Cluster C contains three different types of personality disorder. Avoidant personality disorder sufferers are oversensitive to rejection with little confidence in themselves initiating and maintaining social relationships. Despite this, they have a strong desire to be close to others. APD is usually noted to have developed in childhood with either childhood emotional neglect (from parents), or peer group neglect, or both. Dependent personality disorder is quite the opposite. Sufferers have a pervasive psychological dependence on other people. They rely on others to meet their physical and mental needs and have little dependence for themselves. Obsessive-compulsive disorder sufferers are total perfectionists, pay excessive attention to details, and have a mentality to control their environment and what’s going on within in. They are reluctant to spend money, even on necessities, and are generally workaholics.
Cluster C personality disorders are characterised as anxious, fearful or avoidant. People with these disorders tend to appear frightened, nervous and are co-morbid with anxiety disorders.
Some of the personality disorders can overlap, and they may be hard to tell apart. Symptoms of each type of disorder can be similar, and it may be almost impossible to identify the type of personality disorder in an individual who doesn’t believe they are suffering from a personality disorder. Professionals diagnose this as personality disorder not otherwise specified (PDNOS).
I know that all of that seemed like a total overload of information, but I just wanted to show you that personality disorders are not what they seem. They are clustered by personality traits, but the traits are usually exaggerated and they effect how the individuals manage their emotional, social and cognitive functioning. Symptoms of personality disorders typically emerge in childhood and adolescence and continue into adulthood. They may be associated with genetic and family factors, but experiences of distress or fear during childhood (neglect or abuse) are common in adults with PD.
Can personality disorders be treated?
There are forms of treatment for individuals with personality disorders. Another part of being labelled with a “personality disorder” is that because it is assumed to be wholly involved with your personality, it seems unchangeable. This is not true. Your personality is yours, and yours to keep, but when it comes to having a personality disorder the symptoms and the coping strategies of the disorder can be treated.
Dialectical Behavioural Therapy (DBT) is an extremely successful form of therapy when it comes to many mental health illnesses, but it was originally developed from CBT for personality disorders, specifically borderline personality disorders. It involves teaching the individuals skills to help them cope with their symptoms in a healthy way. Skills taught involves emotional regulation, mindfulness, distress tolerance, and interpersonal effectiveness. Individuals, through having a strong relationship with their DBT therapist, can learn how to understand and analyse their own and others emotions, understand how to recognise what is going on in their own head, how to balance and cope with their own distress in a healthy manner, and how to improve relationships with others.
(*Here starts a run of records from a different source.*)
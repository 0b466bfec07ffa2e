//! In-memory `TripStore` for tests that don't need PostgreSQL.

use std::sync::Mutex;

use async_trait::async_trait;
use chrono::Utc;
use serde_json::Value;
use uuid::Uuid;

use super::{StoreError, TripStore};
use crate::models::itinerary::ItineraryRow;
use crate::models::preference::{NewPreference, PreferenceRow};

#[derive(Default)]
pub struct InMemoryTripStore {
    preferences: Mutex<Vec<PreferenceRow>>,
    itineraries: Mutex<Vec<ItineraryRow>>,
}

impl InMemoryTripStore {
    pub fn preference_count(&self) -> usize {
        self.preferences.lock().unwrap().len()
    }

    fn sorted_for(&self, user_id: Uuid) -> Vec<ItineraryRow> {
        // Reverse insertion order first so equal timestamps still come out newest-first.
        let mut rows: Vec<ItineraryRow> = self
            .itineraries
            .lock()
            .unwrap()
            .iter()
            .rev()
            .filter(|row| row.user_id == user_id)
            .cloned()
            .collect();
        rows.sort_by(|a, b| b.created_at.cmp(&a.created_at));
        rows
    }
}

#[async_trait]
impl TripStore for InMemoryTripStore {
    async fn create_preference(
        &self,
        user_id: Uuid,
        _email: Option<&str>,
        preference: &NewPreference,
    ) -> Result<PreferenceRow, StoreError> {
        let now = Utc::now();
        let row = PreferenceRow {
            id: Uuid::new_v4(),
            user_id,
            departure: preference.departure.clone(),
            destination: preference.destination.clone(),
            budget: preference.budget.clone(),
            start_date: preference.start_date,
            end_date: preference.end_date,
            travel_style: preference.travel_style.clone(),
            activities: preference.activities.clone(),
            transportation: preference.transportation.clone(),
            health_issues: preference.health_issues.clone(),
            created_at: now,
            updated_at: now,
        };
        self.preferences.lock().unwrap().push(row.clone());
        Ok(row)
    }

    async fn create_itinerary(
        &self,
        user_id: Uuid,
        preference_id: Uuid,
        payload: &Value,
    ) -> Result<ItineraryRow, StoreError> {
        let row = ItineraryRow {
            id: Uuid::new_v4(),
            user_id,
            preference_id,
            payload: payload.clone(),
            created_at: Utc::now(),
        };
        self.itineraries.lock().unwrap().push(row.clone());
        Ok(row)
    }

    async fn list_itineraries(&self, user_id: Uuid) -> Result<Vec<ItineraryRow>, StoreError> {
        Ok(self.sorted_for(user_id))
    }

    async fn find_itinerary(
        &self,
        user_id: Uuid,
        itinerary_id: Uuid,
    ) -> Result<Option<ItineraryRow>, StoreError> {
        Ok(self
            .sorted_for(user_id)
            .into_iter()
            .find(|row| row.id == itinerary_id))
    }

    async fn latest_itinerary(&self, user_id: Uuid) -> Result<Option<ItineraryRow>, StoreError> {
        Ok(self.sorted_for(user_id).into_iter().next())
    }
}

#[cfg(test)]
mod tests {
    use super::*;
    use chrono::NaiveDate;
    use serde_json::json;

    fn preference() -> NewPreference {
        let day = NaiveDate::from_ymd_opt(2025, 6, 1).unwrap();
        NewPreference {
            departure: Some("Palakkad".to_string()),
            destination: Some("Ooty".to_string()),
            budget: Some("6000 Rupees".to_string()),
            start_date: day,
            end_date: day,
            travel_style: None,
            activities: vec![],
            transportation: None,
            health_issues: vec![],
        }
    }

    #[tokio::test]
    async fn test_itinerary_listed_once_for_owner_only() {
        let store = InMemoryTripStore::default();
        let owner = Uuid::new_v4();
        let stranger = Uuid::new_v4();

        let pref = store
            .create_preference(owner, None, &preference())
            .await
            .unwrap();
        let first = store
            .create_itinerary(owner, pref.id, &json!({"n": 1}))
            .await
            .unwrap();
        let second = store
            .create_itinerary(owner, pref.id, &json!({"n": 2}))
            .await
            .unwrap();

        let listed = store.list_itineraries(owner).await.unwrap();
        let ids: Vec<Uuid> = listed.iter().map(|row| row.id).collect();
        assert_eq!(ids, vec![second.id, first.id]);

        assert!(store.list_itineraries(stranger).await.unwrap().is_empty());
        assert!(store
            .find_itinerary(stranger, first.id)
            .await
            .unwrap()
            .is_none());
        assert_eq!(
            store.latest_itinerary(owner).await.unwrap().map(|r| r.id),
            Some(second.id)
        );
    }
}
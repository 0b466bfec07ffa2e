//! Prompt builders for the four planning stages.
//!
//! Every builder is pure: a `TripBrief` (plus earlier stage output) in, prompt text out.

use std::sync::OnceLock;

use chrono::NaiveDate;
use regex::{Captures, Regex};
use serde_json::Value;

use crate::llm_client::prompts::{COST_INSTRUCTION, PLACE_ID_INSTRUCTION};
use crate::models::preference::{PreferenceRow, DATE_FORMAT};
use crate::planning::budget::{budget_currency, parse_budget_ceiling};

/// Used when either trip date is missing or unparseable.
pub const DEFAULT_TRIP_DAYS: u32 = 2;

pub const DEFAULT_LOCATION: &str = "unspecified location";
pub const DEFAULT_BUDGET: &str = "6000 Rupees";
pub const DEFAULT_TRAVEL_STYLE: &str = "Solo";
pub const DEFAULT_TRANSPORTATION: &str = "public transport";

/// Preference fields with every default applied.
#[derive(Debug, Clone, PartialEq)]
pub struct TripBrief {
    pub departure: String,
    pub destination: String,
    pub budget: String,
    pub start_date: Option<String>,
    pub end_date: Option<String>,
    pub travel_style: String,
    pub activities: Vec<String>,
    pub transportation: String,
    pub health_issues: Vec<String>,
}

impl Default for TripBrief {
    fn default() -> Self {
        Self {
            departure: DEFAULT_LOCATION.to_string(),
            destination: DEFAULT_LOCATION.to_string(),
            budget: DEFAULT_BUDGET.to_string(),
            start_date: None,
            end_date: None,
            travel_style: DEFAULT_TRAVEL_STYLE.to_string(),
            activities: Vec::new(),
            transportation: DEFAULT_TRANSPORTATION.to_string(),
            health_issues: Vec::new(),
        }
    }
}

impl TripBrief {
    pub fn from_preference(pref: &PreferenceRow) -> Self {
        let defaults = Self::default();
        Self {
            departure: pref.departure.clone().unwrap_or(defaults.departure),
            destination: pref.destination.clone().unwrap_or(defaults.destination),
            budget: pref.budget.clone().unwrap_or(defaults.budget),
            start_date: Some(pref.start_date.format(DATE_FORMAT).to_string()),
            end_date: Some(pref.end_date.format(DATE_FORMAT).to_string()),
            travel_style: pref.travel_style.clone().unwrap_or(defaults.travel_style),
            activities: pref.activities.clone(),
            transportation: pref
                .transportation
                .clone()
                .unwrap_or(defaults.transportation),
            health_issues: pref.health_issues.clone(),
        }
    }

    pub fn days(&self) -> u32 {
        trip_duration_days(self.start_date.as_deref(), self.end_date.as_deref())
    }

    /// "1 day", "3 days".
    pub fn duration_label(&self) -> String {
        match self.days() {
            1 => "1 day".to_string(),
            n => format!("{n} days"),
        }
    }

    pub fn budget_ceiling(&self) -> f64 {
        parse_budget_ceiling(&self.budget)
    }

    pub fn currency(&self) -> String {
        budget_currency(&self.budget)
    }

    fn activities_text(&self) -> String {
        if self.activities.is_empty() {
            "various activities".to_string()
        } else {
            self.activities.join(", ")
        }
    }

    fn health_text(&self) -> String {
        if self.health_issues.is_empty() {
            "no specific health issues".to_string()
        } else {
            self.health_issues.join(", ")
        }
    }

    fn dates_text(&self) -> String {
        match (&self.start_date, &self.end_date) {
            (Some(start), Some(end)) => format!("from {start} to {end}"),
            _ => "on flexible dates".to_string(),
        }
    }

    /// Renders `template` in one pass. `extra` holds stage-specific
    /// placeholders; unknown tokens are left as written.
    fn fill(&self, template: &str, extra: &[(&str, String)]) -> String {
        let days = self.days();
        placeholder().replace_all(template, |caps: &Captures| {
            let key = &caps[1];
            if let Some((_, value)) = extra.iter().find(|(name, _)| *name == key) {
                return value.clone();
            }
            match key {
                "departure" => self.departure.clone(),
                "destination" => self.destination.clone(),
                "budget" => self.budget.clone(),
                "currency" => self.currency(),
                "ceiling" => format!("{:.0}", self.budget_ceiling()),
                "dates" => self.dates_text(),
                "duration" => self.duration_label(),
                "days" => days.to_string(),
                "nights" => days.saturating_sub(1).to_string(),
                "travel_style" => self.travel_style.clone(),
                "transportation" => self.transportation.clone(),
                "activities" => self.activities_text(),
                "health_issues" => self.health_text(),
                "place_id_instruction" => PLACE_ID_INSTRUCTION.to_string(),
                "cost_instruction" => COST_INSTRUCTION.to_string(),
                _ => caps[0].to_string(),
            }
        })
        .into_owned()
    }
}

fn placeholder() -> &'static Regex {
    static PLACEHOLDER: OnceLock<Regex> = OnceLock::new();
    PLACEHOLDER.get_or_init(|| Regex::new(r"\{(\w+)\}").expect("placeholder pattern is valid"))
}

/// `(end - start).days + 1`, never below 1; `DEFAULT_TRIP_DAYS` if a date is unusable.
pub fn trip_duration_days(start: Option<&str>, end: Option<&str>) -> u32 {
    let parse = |raw: Option<&str>| {
        raw.and_then(|d| NaiveDate::parse_from_str(d.trim(), DATE_FORMAT).ok())
    };
    match (parse(start), parse(end)) {
        (Some(start), Some(end)) => {
            let days = (end - start).num_days() + 1;
            u32::try_from(days.max(1)).unwrap_or(DEFAULT_TRIP_DAYS)
        }
        _ => DEFAULT_TRIP_DAYS,
    }
}

const TRANSPORT_PROMPT_TEMPLATE: &str = r#"Plan only the transportation for a {travel_style} trip of {duration} from {departure} to {destination}, {dates}.

Preferred mode of transportation: {transportation}
Total budget for the whole trip: {budget}
Health considerations: {health_issues}

Return a JSON object with this EXACT schema:
{
  "outbound": {"mode": "Bus", "from": "{departure}", "to": "{destination}", "departureTime": "07:00", "durationHours": 4, "costPerPerson": 350},
  "return": {"mode": "Bus", "from": "{destination}", "to": "{departure}", "departureTime": "16:00", "durationHours": 4, "costPerPerson": 350},
  "local": [
    {"mode": "Auto-rickshaw", "description": "Getting around {destination}", "costPerPerson": 400}
  ],
  "totalCost": 1100,
  "notes": ["Book the outbound bus a day in advance"]
}

{cost_instruction}"#;

const LODGING_DINING_PROMPT_TEMPLATE: &str = r#"Recommend accommodation and restaurants in {destination} for a {travel_style} traveller staying {nights} night(s), {dates}.

Total budget for the whole trip: {budget}
Preferred activities: {activities}
Health considerations: {health_issues}

Return a JSON object with this EXACT schema:
{
  "hotelRecommendations": [
    {"category": "Budget-Friendly", "options": ["<Hotel Name>"], "costPerNight": 1500, "placeId": "<Google Maps Place ID>"}
  ],
  "restaurants": [
    {"name": "<Restaurant Name>", "meal": "breakfast", "cuisine": "South Indian", "costPerPerson": 150, "placeId": "<Google Maps Place ID>"}
  ],
  "totalHotelCost": 3000,
  "totalFoodCost": 1500
}

Rules:
- Give real, currently operating places in {destination}.
- Cover breakfast, lunch and dinner for every one of the {days} day(s).
- If no overnight stay is needed, return an empty "hotelRecommendations" list.

{place_id_instruction}

{cost_instruction}"#;

const DAY_PLAN_PROMPT_TEMPLATE: &str = r#"Build a day-by-day plan for a {travel_style} trip of {duration} from {departure} to {destination}, {dates}.

Preferred activities: {activities}
Health considerations: {health_issues}

TRANSPORTATION already chosen (use it, do not change it):
{transport_json}

ACCOMMODATION AND RESTAURANTS already chosen (use them, do not change them):
{lodging_json}

Return a JSON object with this EXACT schema:
{
  "tripName": "{travel_style} {destination} Trip from {departure}",
  "destination": "{destination}",
  "startPoint": "{departure}",
  "endPoint": "{departure}",
  "itinerary": [
    {
      "day": 1,
      "title": "Journey to {destination} and Initial Exploration",
      "location": "<City, Region, Country where this day is spent>",
      "schedule": [
        {"time": "07:00-11:00", "activity": "Depart from {departure} to {destination}", "costPerPerson": 350, "placeId": "ID not available"},
        {"time": "13:00-14:00", "activity": "Lunch at <Restaurant Name>", "costPerPerson": 200, "placeId": "<Google Maps Place ID>"}
      ]
    }
  ],
  "importantNotesAndTips": ["<Note>"]
}

Rules:
- "itinerary" has exactly {days} entries.
- The first activity of day 1 is exactly "Depart from {departure} to {destination}".
- Write meals as "Breakfast at <name>", "Lunch at <name>" or "Dinner at <name>" using the restaurants above.
- Mention the chosen hotel when checking in.

{place_id_instruction}

{cost_instruction}"#;

const BUDGET_PROMPT_TEMPLATE: &str = r#"Produce a realistic budget for this {duration} trip from {departure} to {destination}.
The traveller's maximum budget is {ceiling} {currency}.

TRANSPORTATION:
{transport_json}

ACCOMMODATION AND RESTAURANTS:
{lodging_json}

DAY-BY-DAY PLAN:
{plan_json}

Return a JSON object with this EXACT schema:
{
  "currency": "{currency}",
  "total": 5800,
  "breakdown": {"transport": 1100, "hotel": 3000, "food": 1500, "activities": 200},
  "notes": "<One sentence on whether the plan fits the budget>"
}

Rules:
- "total" is the sum of the four breakdown lines.
- "total" must not exceed {ceiling}. If the plan cannot fit, say so in "notes".

{cost_instruction}"#;

/// Stage 1: transportation only.
pub fn build_transport_prompt(brief: &TripBrief) -> String {
    brief.fill(TRANSPORT_PROMPT_TEMPLATE, &[])
}

/// Stage 2: hotels and restaurants.
pub fn build_lodging_dining_prompt(brief: &TripBrief) -> String {
    brief.fill(LODGING_DINING_PROMPT_TEMPLATE, &[])
}

/// Stage 3: day plan, given stages 1 and 2.
pub fn build_day_plan_prompt(brief: &TripBrief, transport: &Value, lodging: &Value) -> String {
    brief.fill(
        DAY_PLAN_PROMPT_TEMPLATE,
        &[
            ("transport_json", pretty(transport)),
            ("lodging_json", pretty(lodging)),
        ],
    )
}

/// Stage 4: budget roll-up, given stages 1 to 3.
pub fn build_budget_prompt(
    brief: &TripBrief,
    transport: &Value,
    lodging: &Value,
    plan: &Value,
) -> String {
    brief.fill(
        BUDGET_PROMPT_TEMPLATE,
        &[
            ("transport_json", pretty(transport)),
            ("lodging_json", pretty(lodging)),
            ("plan_json", pretty(plan)),
        ],
    )
}

fn pretty(value: &Value) -> String {
    serde_json::to_string_pretty(value).unwrap_or_else(|_| value.to_string())
}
Other forms of therapy include psychodynamic psychotherapy which explores distortions in thoughts and beliefs with the understanding that they arose in childhood. Interpersonal therapy is also used to deal with negative issues associated with relationships and looks at how these issues can be resolved.
I hope this gives you a brief overview into the complexities of what “Personality Disorder” means, and how there are different types of the disorder, and how none of these types mean that someone has multiple personalities!
Martin, G. (2010). Psychology. 4th ed. Massachusettes: Pearson Education UK.